Do you really think that very draft produces 10 game-changers (the top-10 draftees), not to mention a few more who were drafted later (Lundqvist, Brodeur, Tkachuk, Getzlaf, etc)? Really? The league has maybe a dozen game-changers at any given time and those guys play at least a dozen years at a top level (usually make it by 21 and keep at the top until about 33-34). That's means that there's one game-changer breaking in every year.
Let's loosen up that standard: at most there are 2-3 game-changers per draft. If there would be more, they would no longer be considered game-changers since there were too many of them.

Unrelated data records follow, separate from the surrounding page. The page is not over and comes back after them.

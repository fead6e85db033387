//! Fetch boundary and the fetch → version → store flow

use std::path::PathBuf;

use f5500_core::{FetchError, SharedProgress, fetch_bytes, retry_with_backoff};
use indicatif::ProgressBar;

use crate::container;
use crate::error::{ArchiveError, Result};
use crate::key::ArtifactKey;
use crate::store::{ArchiveStore, WriteOutcome};
use crate::version::Version;

/// EBSA FOIA dataset root.
pub const DEFAULT_BASE_URL: &str = "https://askebsa.dol.gov/FOIA%20Files";

/// Retrieves the raw container bytes for a key.
pub trait Fetcher {
    fn fetch(&self, key: &ArtifactKey) -> std::result::Result<Vec<u8>, FetchError>;
}

impl<F: Fetcher + ?Sized> Fetcher for &F {
    fn fetch(&self, key: &ArtifactKey) -> std::result::Result<Vec<u8>, FetchError> {
        (**self).fetch(key)
    }
}

/// Fetcher for the published FOIA layout:
/// `<base>/<year>/<modality>/F_<schedule>_<year>_<modality>.zip`.
///
/// Transient failures are retried per the global HTTP config.
pub struct HttpFetcher {
    base_url: String,
    progress: Option<SharedProgress>,
}

impl HttpFetcher {
    pub fn new(base_url: impl Into<String>) -> Self {
        Self {
            base_url: base_url.into(),
            progress: None,
        }
    }

    /// Show a download bar per fetch.
    pub fn with_progress(mut self, progress: SharedProgress) -> Self {
        self.progress = Some(progress);
        self
    }

    pub fn url_for(&self, key: &ArtifactKey) -> String {
        let (schedule, year, modality) = (key.schedule(), key.year(), key.modality());
        format!(
            "{}/{year}/{modality}/F_{schedule}_{year}_{modality}.zip",
            self.base_url.trim_end_matches('/')
        )
    }
}

impl Default for HttpFetcher {
    fn default() -> Self {
        Self::new(DEFAULT_BASE_URL)
    }
}

impl Fetcher for HttpFetcher {
    fn fetch(&self, key: &ArtifactKey) -> std::result::Result<Vec<u8>, FetchError> {
        let url = self.url_for(key);
        let label = key.to_string();
        let pb = match &self.progress {
            Some(progress) => progress.download_bar(&label),
            None => ProgressBar::hidden(),
        };

        log::info!("downloading {label}");
        log::debug!("GET {url}");
        let result = retry_with_backoff(&label, &pb, || {
            pb.set_position(0);
            fetch_bytes(&url, &pb)
        });
        pb.finish_and_clear();
        result
    }
}

/// Outcome of [`download`].
#[derive(Debug, Clone, PartialEq, Eq)]
pub struct Downloaded {
    pub key: ArtifactKey,
    pub version: Version,
    pub outcome: WriteOutcome,
    pub path: PathBuf,
}

/// Fetch `key`, derive its version from the container, and store it.
///
/// Malformed containers are rejected before anything is written. No retry
/// happens here beyond what the fetcher itself does.
pub fn download(
    fetcher: &dyn Fetcher,
    store: &ArchiveStore,
    key: &ArtifactKey,
    overwrite: bool,
) -> Result<Downloaded> {
    let bytes = fetcher
        .fetch(key)
        .map_err(|source| ArchiveError::Transport {
            key: key.to_string(),
            source,
        })?;

    let version = container::extract_version(&bytes, &key.file_name())?;
    log::info!("{key}: date of modification {version}");

    let outcome = store.put(key, version, &bytes, overwrite)?;
    Ok(Downloaded {
        key: key.clone(),
        version,
        outcome,
        path: store.artifact_path(key, version),
    })
}
impl<'a> Reconciler<'a> {
    pub fn new(store: &'a ArchiveStore) -> Self {
        Self { store }
    }

    /// Dry run: what [`apply`](Self::apply) would do right now.
    pub fn plan(&self) -> Result<ReconcilePlan> {
        Ok(ReconcilePlan::from_folders(&self.store.scan()?))
    }

    /// Plan, ask `confirm`, and apply only if it returns `true`.
    pub fn run(&self, confirm: impl FnOnce(&ReconcilePlan) -> bool) -> Result<ReconcileReport> {
        let plan = self.plan()?;
        if plan.is_empty() {
            log::info!("archive already reconciled, nothing to do");
            return Ok(ReconcileReport::default());
        }
        if !confirm(&plan) {
            log::info!("reconciliation declined, no changes made");
            return Ok(ReconcileReport {
                status: ReconcileStatus::Declined,
                ..Default::default()
            });
        }
        self.apply(&plan)
    }

    /// Delete the planned stale copies, then prune every version folder
    /// that no longer holds a container. Irreversible.
    pub fn apply(&self, plan: &ReconcilePlan) -> Result<ReconcileReport> {
        let mut report = ReconcileReport {
            status: ReconcileStatus::Applied,
            ..Default::default()
        };

        for removal in &plan.removals {
            match fs::remove_file(&removal.path) {
                Ok(()) => {
                    log::info!(
                        "removed {} (superseded by {})",
                        removal.path.display(),
                        removal.superseded_by
                    );
                    report.removed.push(removal.path.clone());
                }
                Err(e) if e.kind() == io::ErrorKind::NotFound => {
                    log::warn!("{} vanished before removal, skipping", removal.path.display());
                }
                Err(e) => return Err(ArchiveError::io(&removal.path, e)),
            }
        }

        // Includes folders that were already empty before this pass.
        for folder in self.store.scan()? {
            if !folder.artifacts.is_empty() {
                continue;
            }
            if prune_folder(&folder)? {
                log::info!("pruned empty version folder {}", folder.name);
                report.pruned.push(folder.path);
            } else {
                log::warn!(
                    "version folder {} holds no containers but has other files, keeping it",
                    folder.name
                );
                report.skipped_folders.push(folder.path);
            }
        }

        Ok(report)
    }
}

/// Remove a container-free folder. Stale `.tmp` files are cleared first;
/// any other file keeps the folder. Returns whether it was removed.
fn prune_folder(folder: &VersionFolder) -> Result<bool> {
    let io_err = |e: io::Error| ArchiveError::io(&folder.path, e);

    let mut foreign = false;
    for entry in fs::read_dir(&folder.path).map_err(io_err)? {
        let path = entry.map_err(io_err)?.path();
        let is_tmp = path.is_file() && path.extension().is_some_and(|ext| ext == "tmp");
        if is_tmp {
            fs::remove_file(&path).map_err(|e| ArchiveError::io(&path, e))?;
        } else {
            foreign = true;
        }
    }
    if foreign {
        return Ok(false);
    }

    fs::remove_dir(&folder.path).map_err(io_err)?;
    Ok(true)
}
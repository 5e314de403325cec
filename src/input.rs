// 该文件是 Beifeng （北风） 项目的一部分。
// src/input.rs - 张量输入
//
// 本文件根据 Apache 许可证第 2.0 版（以下简称“许可证”）授权使用；
// 除非遵守该许可证条款，否则您不得使用本文件。
// 您可通过以下网址获取许可证副本：
// http://www.apache.org/licenses/LICENSE-2.0
// 除非适用法律要求或书面同意，根据本许可协议分发的软件均按“原样”提供，
// 不附带任何形式的明示或暗示的保证或条件。
// 有关许可权限与限制的具体条款，请参阅本许可协议。
//
// Copyright (C) 2026 Johann Li <me@qinka.pro>, Wareless Group

use thiserror::Error;
use tracing::info;
use url::Url;

use crate::{FromUrl, FromUrlWithScheme, tensor::HostTensor};

mod raw_tensor;
pub use self::raw_tensor::{RawTensorInput, RawTensorInputError};

#[derive(Error, Debug)]
pub enum InputError {
  #[error("原始张量输入错误: {0}")]
  RawTensorInputError(#[from] RawTensorInputError),
  #[error("URI 方案不匹配: {0}")]
  SchemeMismatch(String),
}

pub enum InputWrapper {
  RawTensor(RawTensorInput),
}

impl FromUrl for InputWrapper {
  type Error = InputError;

  fn from_url(url: &Url) -> Result<Self, Self::Error> {
    if url.scheme() == RawTensorInput::SCHEME {
      return Ok(InputWrapper::RawTensor(RawTensorInput::from_url(url)?));
    }
    Err(InputError::SchemeMismatch(url.scheme().to_string()))
  }
}

impl InputWrapper {
  pub fn load(&self) -> Result<HostTensor, InputError> {
    match self {
      InputWrapper::RawTensor(input) => Ok(input.load()?),
    }
  }
}

/// 按给定顺序加载每个尺度的输出张量
pub fn load_tensors(urls: &[Url]) -> Result<Vec<HostTensor>, InputError> {
  let tensors = urls
    .iter()
    .map(|url| InputWrapper::from_url(url)?.load())
    .collect::<Result<Vec<_>, _>>()?;
  info!("已加载 {} 个输出张量", tensors.len());
  Ok(tensors)
}
// 该文件是 Beifeng （北风） 项目的一部分。
// src/output/record_output.rs - 文本记录输出
//
// 本程序遵循 GNU Affero 通用公共许可证（AGPL）许可协议。
// 本程序的发布旨在提供实用价值，但不作任何形式的担保，
// 包括但不限于对适销性或特定用途适用性的默示担保。
// 更多详情请参阅 GNU 通用公共许可证。
//
// Copyright (C) 2026 Johann Li <me@qinka.pro>, ETVP

use std::path::PathBuf;

use thiserror::Error;
use tracing::warn;
use url::Url;

use crate::{
  FromUrl, FromUrlWithScheme,
  model::DetectResult,
  output::{Render, ensure_parent},
};

#[derive(Error, Debug)]
pub enum RecordOutputError {
  #[error("I/O 错误: {0}")]
  IoError(#[from] std::io::Error),
  #[error("URI 方案不匹配")]
  SchemeMismatch,
}

/// 每行一个检测: `名称, 分数, x, y, 宽, 高`
///
/// `record:///tmp/result.txt?record=id` 使用类别编号代替名称。
#[derive(Debug)]
pub struct RecordOutput {
  path: PathBuf,
  label_with_name: bool,
}

impl FromUrlWithScheme for RecordOutput {
  const SCHEME: &'static str = "record";
}

impl FromUrl for RecordOutput {
  type Error = RecordOutputError;

  fn from_url(uri: &Url) -> Result<Self, Self::Error> {
    if uri.scheme() != Self::SCHEME {
      return Err(RecordOutputError::SchemeMismatch);
    }

    let label_with_name = !uri.query_pairs().any(|(k, v)| k == "record" && v == "id");

    Ok(RecordOutput {
      path: PathBuf::from(uri.path()),
      label_with_name,
    })
  }
}

impl RecordOutput {
  pub fn format(&self, result: &DetectResult) -> String {
    let records: Vec<String> = result
      .items
      .iter()
      .map(|det| {
        let name = if self.label_with_name {
          det.label().to_string()
        } else {
          det.class_id.to_string()
        };
        format!(
          "{}, {:.4}, {}, {}, {}, {}",
          name, det.score, det.bbox.x, det.bbox.y, det.bbox.width, det.bbox.height
        )
      })
      .collect();
    records.join("\n")
  }
}

impl Render<DetectResult> for RecordOutput {
  type Error = RecordOutputError;

  fn render_result(&self, result: &DetectResult) -> Result<(), Self::Error> {
    ensure_parent(&self.path)?;
    std::fs::write(&self.path, self.format(result))?;
    warn!("保存检测记录到文件: {}", self.path.display());
    Ok(())
  }
}
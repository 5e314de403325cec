// 该文件是 Beifeng （北风） 项目的一部分。
// src/output.rs - 输出定义
//
// 本程序遵循 GNU Affero 通用公共许可证（AGPL）许可协议。
// 本程序的发布旨在提供实用价值，但不作任何形式的担保，
// 包括但不限于对适销性或特定用途适用性的默示担保。
// 更多详情请参阅 GNU 通用公共许可证。
//
// Copyright (C) 2026 Johann Li <me@qinka.pro>, ETVP

use thiserror::Error;
use url::Url;

use crate::{FromUrl, FromUrlWithScheme, model::DetectResult};

pub trait Render<Output>: Sized {
  type Error;
  fn render_result(&self, result: &Output) -> Result<(), Self::Error>;
}

mod log_output;
pub use self::log_output::{LogOutput, LogOutputError};

#[cfg(feature = "json_output")]
mod json_output;
#[cfg(feature = "json_output")]
pub use self::json_output::{JsonFileOutput, JsonFileOutputError};

#[cfg(feature = "record_output")]
mod record_output;
#[cfg(feature = "record_output")]
pub use self::record_output::{RecordOutput, RecordOutputError};

#[derive(Error, Debug)]
pub enum OutputError {
  #[error("日志输出错误: {0}")]
  LogOutputError(#[from] LogOutputError),
  #[cfg(feature = "json_output")]
  #[error("JSON 文件输出错误: {0}")]
  JsonFileOutputError(#[from] JsonFileOutputError),
  #[cfg(feature = "record_output")]
  #[error("记录文件输出错误: {0}")]
  RecordOutputError(#[from] RecordOutputError),
  #[error("URI 方案不匹配")]
  SchemeMismatch,
}

pub enum OutputWrapper {
  LogOutput(LogOutput),
  #[cfg(feature = "json_output")]
  JsonFileOutput(JsonFileOutput),
  #[cfg(feature = "record_output")]
  RecordOutput(RecordOutput),
}

impl FromUrl for OutputWrapper {
  type Error = OutputError;

  fn from_url(url: &Url) -> Result<Self, Self::Error> {
    match url.scheme() {
      LogOutput::SCHEME => Ok(OutputWrapper::LogOutput(LogOutput::from_url(url)?)),
      #[cfg(feature = "json_output")]
      JsonFileOutput::SCHEME => Ok(OutputWrapper::JsonFileOutput(JsonFileOutput::from_url(url)?)),
      #[cfg(feature = "record_output")]
      RecordOutput::SCHEME => Ok(OutputWrapper::RecordOutput(RecordOutput::from_url(url)?)),
      _ => Err(OutputError::SchemeMismatch),
    }
  }
}

impl Render<DetectResult> for OutputWrapper {
  type Error = OutputError;

  fn render_result(&self, result: &DetectResult) -> Result<(), Self::Error> {
    match self {
      OutputWrapper::LogOutput(output) => output.render_result(result).map_err(OutputError::from),
      #[cfg(feature = "json_output")]
      OutputWrapper::JsonFileOutput(output) => {
        output.render_result(result).map_err(OutputError::from)
      }
      #[cfg(feature = "record_output")]
      OutputWrapper::RecordOutput(output) => output.render_result(result).map_err(OutputError::from),
    }
  }
}

/// 如果目标文件的父目录不存在则创建
#[cfg(any(feature = "json_output", feature = "record_output"))]
fn ensure_parent(path: &std::path::Path) -> Result<(), std::io::Error> {
  match path.parent() {
    Some(parent) if !parent.as_os_str().is_empty() => std::fs::create_dir_all(parent)?,
    _ => {}
  }
  Ok(())
}
// 该文件是 Beifeng （北风） 项目的一部分。
// src/model/anchor.rs - 锚框表
//
// 本程序遵循 GNU Affero 通用公共许可证（AGPL）许可协议。
// 本程序的发布旨在提供实用价值，但不作任何形式的担保，
// 包括但不限于对适销性或特定用途适用性的默示担保。
// 更多详情请参阅 GNU 通用公共许可证。
//
// Copyright (C) 2026 Johann Li <me@qinka.pro>, ETVP

const YOLOV5_STRIDES: [u32; 3] = [8, 16, 32];
const YOLOV5_ANCHORS: [[(f32, f32); 3]; 3] = [
  [(10.0, 13.0), (16.0, 30.0), (33.0, 23.0)],
  [(30.0, 61.0), (62.0, 45.0), (59.0, 119.0)],
  [(116.0, 90.0), (156.0, 198.0), (373.0, 326.0)],
];

#[derive(Debug, Clone, Copy, PartialEq)]
pub struct Anchor {
  pub width: f32,
  pub height: f32,
}

impl Anchor {
  pub fn new(width: f32, height: f32) -> Self {
    Self { width, height }
  }
}

/// 一个检测头使用的锚框组，通过步长与输出张量对应
#[derive(Debug, Clone, PartialEq)]
pub struct AnchorGroup {
  pub stride: u32,
  pub anchors: Box<[Anchor]>,
}

impl AnchorGroup {
  pub fn new(stride: u32, anchors: Vec<Anchor>) -> Self {
    Self {
      stride,
      anchors: anchors.into_boxed_slice(),
    }
  }

  pub fn len(&self) -> usize {
    self.anchors.len()
  }

  pub fn is_empty(&self) -> bool {
    self.anchors.is_empty()
  }
}

#[derive(Debug, Clone, PartialEq)]
pub struct AnchorTable {
  groups: Box<[AnchorGroup]>,
}

impl AnchorTable {
  pub fn new(groups: Vec<AnchorGroup>) -> Self {
    Self {
      groups: groups.into_boxed_slice(),
    }
  }

  /// YOLOv5 默认的 3x3 锚框
  pub fn yolov5() -> Self {
    let groups = YOLOV5_STRIDES
      .iter()
      .zip(YOLOV5_ANCHORS)
      .map(|(&stride, anchors)| {
        AnchorGroup::new(
          stride,
          anchors.iter().map(|&(w, h)| Anchor::new(w, h)).collect(),
        )
      })
      .collect();
    Self::new(groups)
  }

  pub fn groups(&self) -> &[AnchorGroup] {
    &self.groups
  }

  pub fn by_stride(&self, stride: u32) -> Option<&AnchorGroup> {
    self.groups.iter().find(|g| g.stride == stride)
  }
}

impl Default for AnchorTable {
  fn default() -> Self {
    Self::yolov5()
  }
}
// 该文件是 Beifeng （北风） 项目的一部分。
// src/lib.rs - 库主文件
//
// 本文件根据 Apache 许可证第 2.0 版（以下简称“许可证”）授权使用；
// 除非遵守该许可证条款，否则您不得使用本文件。
// 您可通过以下网址获取许可证副本：
// http://www.apache.org/licenses/LICENSE-2.0
// 除非适用法律要求或书面同意，根据本许可协议分发的软件均按“原样”提供，
// 不附带任何形式的明示或暗示的保证或条件。
// 有关许可权限与限制的具体条款，请参阅本许可协议。
//
// Copyright (C) 2026 Johann Li <me@qinka.pro>, Wareless Group

pub mod input;
pub mod model;
pub mod output;
pub mod task;
pub mod tensor;

pub trait FromUrl {
  type Error;
  fn from_url(url: &url::Url) -> Result<Self, Self::Error>
  where
    Self: Sized;
}

pub trait FromUrlWithScheme: FromUrl {
  const SCHEME: &'static str;
}
// 该文件是 Beifeng （北风） 项目的一部分。
// src/bin/compare_dump.rs - 比较两个张量转储
//
// 本程序遵循 GNU Affero 通用公共许可证（AGPL）许可协议。
// 本程序的发布旨在提供实用价值，但不作任何形式的担保，
// 包括但不限于对适销性或特定用途适用性的默示担保。
// 更多详情请参阅 GNU 通用公共许可证。
//
// Copyright (C) 2026 Johann Li <me@qinka.pro>, ETVP

use anyhow::Result;
use clap::Parser;
use tracing::info;
use url::Url;

use beifeng::{FromUrl, input::RawTensorInput, tensor::compare};

/// 计算两个转储之间的绝对误差
#[derive(Parser, Debug)]
#[command(author, version, about, long_about = None)]
pub struct Args {
  /// 参考转储，例如 raw:///tmp/output_ref_data.dat
  #[arg(long, value_name = "TENSOR")]
  pub reference: Url,
  /// 待比较的转储
  #[arg(long, value_name = "TENSOR")]
  pub actual: Url,
}

fn main() -> Result<()> {
  tracing_subscriber::fmt::init();

  let args = Args::parse();

  let reference = RawTensorInput::from_url(&args.reference)?.load()?;
  let actual = RawTensorInput::from_url(&args.actual)?.load()?;

  let diff = compare(reference.view().as_slice(), actual.view().as_slice())?;
  info!("误差总和: {}", diff.sum);
  info!("平均误差: {}", diff.mean);

  Ok(())
}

This is a list of the #10 picks in the 10 drafts prior to MCI (I'm excluding 2001 because Blackburn got injured and we don't know how he'd turn out):
1999: Branislav Mezei: crappy defenseman
2000: Mikhail Yakubov: bust
(2001: Dan Blackburn: injured)
2002: Eric Nystrom: bottom-6
2003: Andrei Kostitsyn: middle-6
2004: Boris Valabik: bust
2005: Luc Bourdon: bust
2006: Michael Frolik: third liner
2007: Keaton Ellerby: crappy defenseman
2008: Cody Hodgson: second liner
2009: Magnus Paajarvi-Svensson: bottom-6
Do you see ANY game-breakers? Do you even see any first liners? Hodgson is the best player on the list. There were 3 downright busts, a few run-of-the-mill to low-end NHLers and only one of the 10 players turned into anything useful.
Just because there's hype around "Top-10" doesn't mean anything. The odds of getting a game-breaker or even a second liner at #10 are very much against you. If MCI turns into another Beukeboom, he'll be more useful than any of the #10 draftees in the decade before him.
Oh and keep in mind that our own Kyle Beach was #11 and Taylor Pyatt was #8.